Recorded information:

<<<<

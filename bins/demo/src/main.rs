//! Fixora demo scenario.
//!
//! Runs a full booking lifecycle against the in-memory adapters: working
//! hours are configured, a slot is booked and paid, a staff member tracks
//! the job to completion, and the payout split is computed and approved.

use chrono::{Days, Utc};
use rust_decimal_macros::dec;
use tracing::info;
use tracing_subscriber::{layer::SubscriberExt, util::SubscriberInitExt};

use fixora_core::booking::TrackingStatus;
use fixora_core::schedule::{SlotGenerator, SlotId, WorkingWindow};
use fixora_engine::memory::{
    InMemoryBookingStore, InMemoryStaffDirectory, RecordingNotifier, StubPaymentGateway,
};
use fixora_engine::{BookingEngine, NewBooking, PaymentOutcome, StaffMember};
use fixora_shared::config::AppConfig;
use fixora_shared::types::{BusinessId, CustomerId, ServiceId, StaffId};

#[tokio::main]
async fn main() -> anyhow::Result<()> {
    // Load environment variables from .env file
    dotenvy::dotenv().ok();

    // Initialize tracing
    tracing_subscriber::registry()
        .with(
            tracing_subscriber::EnvFilter::try_from_default_env()
                .unwrap_or_else(|_| "fixora=debug".into()),
        )
        .with(tracing_subscriber::fmt::layer())
        .init();

    // Load configuration (defaults apply when nothing is configured)
    let config = AppConfig::load().unwrap_or_default();

    let engine = BookingEngine::new(
        InMemoryBookingStore::new(),
        InMemoryStaffDirectory::new(),
        StubPaymentGateway::new(),
        RecordingNotifier::new(),
        config,
    );

    // Provider configures working hours and previews slot durations.
    let business_id = BusinessId::new();
    let window = WorkingWindow::from_hhmm("09:00", "18:00", "13:00", "14:00", 60)?;
    for candidate in [30u32, 60, 90] {
        let count = engine.preview_slot_count(&window, candidate)?;
        info!(candidate_minutes = candidate, slots = count, "Duration preview");
    }
    engine.commit_working_window(business_id, window).await?;

    let inventory = SlotGenerator::generate_slots(&window)?;
    info!(slots = inventory.len(), "Day inventory generated");

    // Staff joins the business.
    let staff_id = StaffId::new();
    engine
        .directory()
        .add_staff(StaffMember {
            id: staff_id,
            business_id,
            display_name: "Dana".to_string(),
        })
        .await;

    // Customer books the 10:00 slot a week out and pays via link.
    let created = engine
        .create_booking(NewBooking {
            service_id: ServiceId::new(),
            customer_id: CustomerId::new(),
            business_id,
            date: Utc::now()
                .date_naive()
                .checked_add_days(Days::new(7))
                .expect("date in range"),
            slot_id: SlotId(10 * 60),
            total_amount: dec!(1000),
            with_payment_link: true,
        })
        .await?;
    let booking_id = created.booking.id;
    if let Some(link) = &created.payment_link {
        info!(url = %link.url, expires_at = %link.expires_at, "Payment link issued");
    }

    engine
        .on_payment_result(booking_id, PaymentOutcome::Paid, Utc::now())
        .await?;
    info!(booking_id = %booking_id, "Payment captured, booking confirmed");

    // Staff works the job to completion.
    engine.assign_staff(booking_id, staff_id, true).await?;
    for step in [
        TrackingStatus::BookingStarted,
        TrackingStatus::ProviderOnTheWay,
        TrackingStatus::ServiceStarted,
        TrackingStatus::Completed,
    ] {
        let booking = engine.advance_tracking(booking_id, staff_id, step).await?;
        info!(
            tracking = %booking.state.tracking,
            booking_status = %booking.state.booking,
            "Tracking advanced"
        );
    }

    // Payout split and approval.
    let request = engine.create_payment_request(booking_id, None).await?;
    info!(
        staff_amount = %request.staff_amount,
        platform_amount = %(request.requested_amount - request.staff_amount),
        "Payment request created"
    );
    let request = engine.approve_payment_request(booking_id).await?;
    info!(status = %request.status, "Payout executed");

    Ok(())
}
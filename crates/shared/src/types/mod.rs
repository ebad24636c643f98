//! Common types used across the application.

pub mod clock;
pub mod id;

pub use clock::{minute_of_day, parse_hhmm};
pub use id::*;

>>>>

Problem to solve:
How many lines in the entries above include the string "configured"? Give only the number.

Written response:
2